MATERIALS PROVIDED Block Start

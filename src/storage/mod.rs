use std::fs;
use std::io;
use std::path::PathBuf;

use directories::ProjectDirs;
use serde::{Deserialize, Serialize};
use tracing::warn;

use crate::http::models::Track;

fn default_volume() -> f32 {
    1.0
}

/// Player state that survives restarts: the last played track's display
/// data, the shuffle/repeat toggles and the volume.
#[derive(Debug, Clone, PartialEq, Serialize, Deserialize)]
pub struct PlayerSnapshot {
    #[serde(default)]
    pub last_played: Option<LastPlayed>,
    #[serde(default)]
    pub shuffle: bool,
    #[serde(default)]
    pub repeat: bool,
    #[serde(default = "default_volume")]
    pub volume: f32,
}

impl Default for PlayerSnapshot {
    fn default() -> Self {
        Self {
            last_played: None,
            shuffle: false,
            repeat: false,
            volume: default_volume(),
        }
    }
}

/// Just enough of a track to show it in the player bar after a restart.
/// Queue membership is re-resolved against whatever view loads next.
#[derive(Debug, Clone, PartialEq, Serialize, Deserialize)]
pub struct LastPlayed {
    pub track_url: String,
    pub title: String,
    #[serde(default)]
    pub artist: String,
    #[serde(default)]
    pub cover_url: Option<String>,
}

impl LastPlayed {
    pub fn from_track(track: &Track) -> Option<Self> {
        Some(Self {
            track_url: track.playable_url()?.to_string(),
            title: track.title.clone(),
            artist: track.display_artists(),
            cover_url: track.image_url.clone(),
        })
    }

    pub fn into_track(self) -> Track {
        Track {
            title: self.title,
            artist_name: self.artist,
            file_url: Some(self.track_url),
            image_url: self.cover_url,
            ..Track::default()
        }
    }
}

/// JSON-file persistence for the snapshot. A missing or unreadable file
/// degrades to defaults; it never blocks startup.
pub struct PlayerStore {
    path: PathBuf,
}

impl PlayerStore {
    pub fn new() -> Self {
        let path = ProjectDirs::from("", "", "sonica")
            .map(|dirs| dirs.data_dir().join("player.json"))
            .unwrap_or_else(|| PathBuf::from("player.json"));
        Self { path }
    }

    pub fn at(path: impl Into<PathBuf>) -> Self {
        Self { path: path.into() }
    }

    pub fn load(&self) -> PlayerSnapshot {
        let raw = match fs::read_to_string(&self.path) {
            Ok(raw) => raw,
            Err(e) if e.kind() == io::ErrorKind::NotFound => return PlayerSnapshot::default(),
            Err(e) => {
                warn!("could not read {}: {e}", self.path.display());
                return PlayerSnapshot::default();
            }
        };
        match serde_json::from_str(&raw) {
            Ok(snapshot) => snapshot,
            Err(e) => {
                warn!("corrupt player state at {}: {e}", self.path.display());
                PlayerSnapshot::default()
            }
        }
    }

    pub fn save(&self, snapshot: &PlayerSnapshot) -> io::Result<()> {
        if let Some(parent) = self.path.parent() {
            fs::create_dir_all(parent)?;
        }
        let raw = serde_json::to_string_pretty(snapshot)?;
        fs::write(&self.path, raw)
    }
}

impl Default for PlayerStore {
    fn default() -> Self {
        Self::new()
    }
}

#[cfg(test)]
mod tests {
    use std::sync::atomic::{AtomicU32, Ordering};

    use super::*;

    static COUNTER: AtomicU32 = AtomicU32::new(0);

    fn temp_store() -> PlayerStore {
        let n = COUNTER.fetch_add(1, Ordering::Relaxed);
        let path = std::env::temp_dir()
            .join(format!("sonica-store-test-{}-{n}", std::process::id()))
            .join("player.json");
        PlayerStore::at(path)
    }

    #[test]
    fn round_trip() {
        let store = temp_store();
        let snapshot = PlayerSnapshot {
            last_played: Some(LastPlayed {
                track_url: "/media/tracks/1.mp3".into(),
                title: "Night Drive".into(),
                artist: "Neon Coast".into(),
                cover_url: Some("/media/covers/1.jpg".into()),
            }),
            shuffle: true,
            repeat: false,
            volume: 0.4,
        };
        store.save(&snapshot).unwrap();
        assert_eq!(store.load(), snapshot);
    }

    #[test]
    fn missing_file_yields_defaults() {
        let store = PlayerStore::at("/nonexistent/sonica/player.json");
        let snapshot = store.load();
        assert_eq!(snapshot, PlayerSnapshot::default());
        assert_eq!(snapshot.volume, 1.0);
    }

    #[test]
    fn corrupt_file_yields_defaults() {
        let store = temp_store();
        fs::create_dir_all(store.path.parent().unwrap()).unwrap();
        fs::write(&store.path, "{not json").unwrap();
        assert_eq!(store.load(), PlayerSnapshot::default());
    }

    #[test]
    fn partial_file_fills_defaults() {
        let store = temp_store();
        fs::create_dir_all(store.path.parent().unwrap()).unwrap();
        fs::write(&store.path, r#"{"shuffle": true}"#).unwrap();
        let snapshot = store.load();
        assert!(snapshot.shuffle);
        assert_eq!(snapshot.volume, 1.0);
        assert!(snapshot.last_played.is_none());
    }

    #[test]
    fn last_played_drops_unplayable_tracks() {
        let track = Track { title: "Ghost".into(), ..Track::default() };
        assert!(LastPlayed::from_track(&track).is_none());
    }
}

MATERIALS PROVIDED Block End

*TASK OBJECTIVE*
Scan the entries above and work out how many lines include the word "PlayerSnapshot"; the reply is that number alone.

*ANSWER SECTION*
10